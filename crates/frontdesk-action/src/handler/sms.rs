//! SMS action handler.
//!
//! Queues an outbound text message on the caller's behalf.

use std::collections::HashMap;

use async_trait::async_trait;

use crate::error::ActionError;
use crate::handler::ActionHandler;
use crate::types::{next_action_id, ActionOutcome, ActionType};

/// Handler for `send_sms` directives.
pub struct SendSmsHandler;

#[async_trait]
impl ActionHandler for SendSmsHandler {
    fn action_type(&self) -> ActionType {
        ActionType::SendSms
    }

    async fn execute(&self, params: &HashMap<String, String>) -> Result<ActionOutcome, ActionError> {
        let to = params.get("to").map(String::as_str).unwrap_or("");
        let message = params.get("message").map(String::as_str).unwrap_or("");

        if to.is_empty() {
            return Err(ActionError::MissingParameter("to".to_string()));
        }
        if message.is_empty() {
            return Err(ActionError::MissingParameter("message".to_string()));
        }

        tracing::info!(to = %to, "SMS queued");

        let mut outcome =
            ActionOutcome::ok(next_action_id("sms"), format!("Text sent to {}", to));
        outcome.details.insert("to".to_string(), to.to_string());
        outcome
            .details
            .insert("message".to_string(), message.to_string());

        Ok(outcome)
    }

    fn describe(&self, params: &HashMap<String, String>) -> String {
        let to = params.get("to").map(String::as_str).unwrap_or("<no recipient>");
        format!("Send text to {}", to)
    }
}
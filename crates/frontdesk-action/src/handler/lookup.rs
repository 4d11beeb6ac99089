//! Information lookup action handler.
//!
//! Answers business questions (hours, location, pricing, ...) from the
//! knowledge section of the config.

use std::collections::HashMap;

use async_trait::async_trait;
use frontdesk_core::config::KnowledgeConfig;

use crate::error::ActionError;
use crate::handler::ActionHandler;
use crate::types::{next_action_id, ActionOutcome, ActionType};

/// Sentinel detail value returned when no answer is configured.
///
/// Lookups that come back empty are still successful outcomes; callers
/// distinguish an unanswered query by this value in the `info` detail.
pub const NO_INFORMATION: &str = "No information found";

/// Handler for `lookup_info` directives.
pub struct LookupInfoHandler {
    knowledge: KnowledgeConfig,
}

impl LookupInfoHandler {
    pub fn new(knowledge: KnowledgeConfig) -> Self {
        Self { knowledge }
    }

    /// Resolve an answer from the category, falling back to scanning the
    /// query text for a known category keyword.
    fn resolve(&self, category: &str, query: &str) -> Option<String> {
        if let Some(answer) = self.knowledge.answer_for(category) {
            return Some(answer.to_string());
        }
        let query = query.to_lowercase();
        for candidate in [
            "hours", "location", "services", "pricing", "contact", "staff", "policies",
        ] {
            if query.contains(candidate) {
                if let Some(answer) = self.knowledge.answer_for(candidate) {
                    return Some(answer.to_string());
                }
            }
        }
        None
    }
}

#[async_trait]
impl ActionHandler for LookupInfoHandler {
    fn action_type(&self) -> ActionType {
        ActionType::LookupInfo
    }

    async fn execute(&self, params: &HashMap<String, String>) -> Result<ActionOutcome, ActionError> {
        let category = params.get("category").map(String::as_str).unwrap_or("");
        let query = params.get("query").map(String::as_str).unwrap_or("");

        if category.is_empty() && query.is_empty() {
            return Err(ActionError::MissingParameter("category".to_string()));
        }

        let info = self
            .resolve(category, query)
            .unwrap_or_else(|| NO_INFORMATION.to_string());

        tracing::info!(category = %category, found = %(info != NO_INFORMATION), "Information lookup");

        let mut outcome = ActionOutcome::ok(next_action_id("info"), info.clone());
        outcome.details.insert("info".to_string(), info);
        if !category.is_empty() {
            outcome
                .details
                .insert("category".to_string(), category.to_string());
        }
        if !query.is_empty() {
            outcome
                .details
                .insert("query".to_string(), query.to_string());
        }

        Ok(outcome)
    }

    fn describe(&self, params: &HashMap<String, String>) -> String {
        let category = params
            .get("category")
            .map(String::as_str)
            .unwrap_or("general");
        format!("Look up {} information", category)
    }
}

--------------------

Problem description -> Write out the data above once more, exactly as it stands.

Final answer ->
filename crates/frontdesk-action/src/handler/sms.rs
//! SMS action handler.
//!
//! Queues an outbound text message on the caller's behalf.

use std::collections::HashMap;

use async_trait::async_trait;

use crate::error::ActionError;
use crate::handler::ActionHandler;
use crate::types::{next_action_id, ActionOutcome, ActionType};

/// Handler for `send_sms` directives.
pub struct SendSmsHandler;

#[async_trait]
impl ActionHandler for SendSmsHandler {
    fn action_type(&self) -> ActionType {
        ActionType::SendSms
    }

    async fn execute(&self, params: &HashMap<String, String>) -> Result<ActionOutcome, ActionError> {
        let to = params.get("to").map(String::as_str).unwrap_or("");
        let message = params.get("message").map(String::as_str).unwrap_or("");

        if to.is_empty() {
            return Err(ActionError::MissingParameter("to".to_string()));
        }
        if message.is_empty() {
            return Err(ActionError::MissingParameter("message".to_string()));
        }

        tracing::info!(to = %to, "SMS queued");

        let mut outcome =
            ActionOutcome::ok(next_action_id("sms"), format!("Text sent to {}", to));
        outcome.details.insert("to".to_string(), to.to_string());
        outcome
            .details
            .insert("message".to_string(), message.to_string());

        Ok(outcome)
    }

    fn describe(&self, params: &HashMap<String, String>) -> String {
        let to = params.get("to").map(String::as_str).unwrap_or("<no recipient>");
        format!("Send text to {}", to)
    }
}
filename crates/frontdesk-action/src/handler/lookup.rs
repository 4d11beeb6ac99089
//! Information lookup action handler.
//!
//! Answers business questions (hours, location, pricing, ...) from the
//! knowledge section of the config.

use std::collections::HashMap;

use async_trait::async_trait;
use frontdesk_core::config::KnowledgeConfig;

use crate::error::ActionError;
use crate::handler::ActionHandler;
use crate::types::{next_action_id, ActionOutcome, ActionType};

/// Sentinel detail value returned when no answer is configured.
///
/// Lookups that come back empty are still successful outcomes; callers
/// distinguish an unanswered query by this value in the `info` detail.
pub const NO_INFORMATION: &str = "No information found";

/// Handler for `lookup_info` directives.
pub struct LookupInfoHandler {
    knowledge: KnowledgeConfig,
}

impl LookupInfoHandler {
    pub fn new(knowledge: KnowledgeConfig) -> Self {
        Self { knowledge }
    }

    /// Resolve an answer from the category, falling back to scanning the
    /// query text for a known category keyword.
    fn resolve(&self, category: &str, query: &str) -> Option<String> {
        if let Some(answer) = self.knowledge.answer_for(category) {
            return Some(answer.to_string());
        }
        let query = query.to_lowercase();
        for candidate in [
            "hours", "location", "services", "pricing", "contact", "staff", "policies",
        ] {
            if query.contains(candidate) {
                if let Some(answer) = self.knowledge.answer_for(candidate) {
                    return Some(answer.to_string());
                }
            }
        }
        None
    }
}

#[async_trait]
impl ActionHandler for LookupInfoHandler {
    fn action_type(&self) -> ActionType {
        ActionType::LookupInfo
    }

    async fn execute(&self, params: &HashMap<String, String>) -> Result<ActionOutcome, ActionError> {
        let category = params.get("category").map(String::as_str).unwrap_or("");
        let query = params.get("query").map(String::as_str).unwrap_or("");

        if category.is_empty() && query.is_empty() {
            return Err(ActionError::MissingParameter("category".to_string()));
        }

        let info = self
            .resolve(category, query)
            .unwrap_or_else(|| NO_INFORMATION.to_string());

        tracing::info!(category = %category, found = %(info != NO_INFORMATION), "Information lookup");

        let mut outcome = ActionOutcome::ok(next_action_id("info"), info.clone());
        outcome.details.insert("info".to_string(), info);
        if !category.is_empty() {
            outcome
                .details
                .insert("category".to_string(), category.to_string());
        }
        if !query.is_empty() {
            outcome
                .details
                .insert("query".to_string(), query.to_string());
        }

        Ok(outcome)
    }

    fn describe(&self, params: &HashMap<String, String>) -> String {
        let category = params
            .get("category")
            .map(String::as_str)
            .unwrap_or("general");
        format!("Look up {} information", category)
    }
}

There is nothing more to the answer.